Dicas práticas para explorar o Brasil fora dos roteiros convencionais

Viajar para destinos menos turísticos exige um planejamento um pouco diferente. Veja alguns pontos essenciais:

  • Pesquise a infraestrutura local antes de ir: destinos como Jalapão e Marajó têm opções de hospedagem limitadas, especialmente em épocas de alta temporada regional. Reserve com antecedência.
  • Considere guias locais: além de garantir segurança em trilhas e acessos de difícil navegação, guias locais geram renda direta para as comunidades, tornando o turismo mais sustentável.
  • Verifique a sazonalidade: a maioria desses destinos tem períodos ideais de visita bem definidos. Ignorar a época certa pode comprometer a experiência ou até inviabilizar o acesso.
  • Adapte as expectativas: esses destinos não têm o polimento dos grandes centros turísticos. A beleza está, em grande parte, exatamente na rusticidade e na autenticidade.
  • Respeite as comunidades locais: muitos desses lugares têm populações tradicionais — pescadores, quilombolas, indígenas, comunidades rurais. O respeito às culturas e ao meio ambiente é inegociável.
  • Leve dinheiro em espécie: em cidades menores e áreas remotas, máquinas de cartão e acesso bancário podem ser limitados.
  • Verifique documentação e permissões: alguns parques nacionais exigem agendamento prévio e, em áreas indígenas, pode ser necessária autorização da Funai.
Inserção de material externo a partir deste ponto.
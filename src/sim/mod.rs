//! Deterministic simulation module
//!
//! All gameplay logic lives here. This module must be pure and deterministic:
//! - Seeded RNG only
//! - Fixed collision order every tick
//! - No rendering or platform dependencies

pub mod collision;
pub mod input;
pub mod state;
pub mod tick;

pub use collision::{Aabb, Side, bounce_off_paddle, bounce_off_walls, check_score};
pub use input::{InputState, KeyEvent, KeyEventKind, derive_velocity};
pub use state::{Ball, Direction, GameState, Paddle, Player, Score};
pub use tick::{GameEvent, tick};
Conclusão: o Brasil que você ainda não conhece está esperando

Destinos no Brasil que a maioria dos turistas ignora - Conclusão: o Brasil que você ainda não conhece está esperando

O Brasil tem o privilégio raro de ser um país que, mesmo para seus próprios habitantes, permanece em grande parte inexplorado. Cada um dos destinos mencionados neste artigo representa não apenas uma paisagem bonita, mas um fragmento de história, cultura e biodiversidade que merece ser conhecido, valorizado e preservado.

Sair do roteiro convencional não é apenas uma questão de aventura pessoal — é também um ato de valorização do patrimônio nacional e de apoio às comunidades que dependem de um turismo mais distribuído e responsável. Quando o fluxo de visitantes se diversifica, mais regiões se beneficiam economicamente e mais ambientes têm incentivo para ser protegidos.

Se você está planejando a próxima viagem e quer algo genuinamente diferente, comece por um desses destinos. E lembre-se: a melhor descoberta raramente está no lugar mais óbvio do mapa.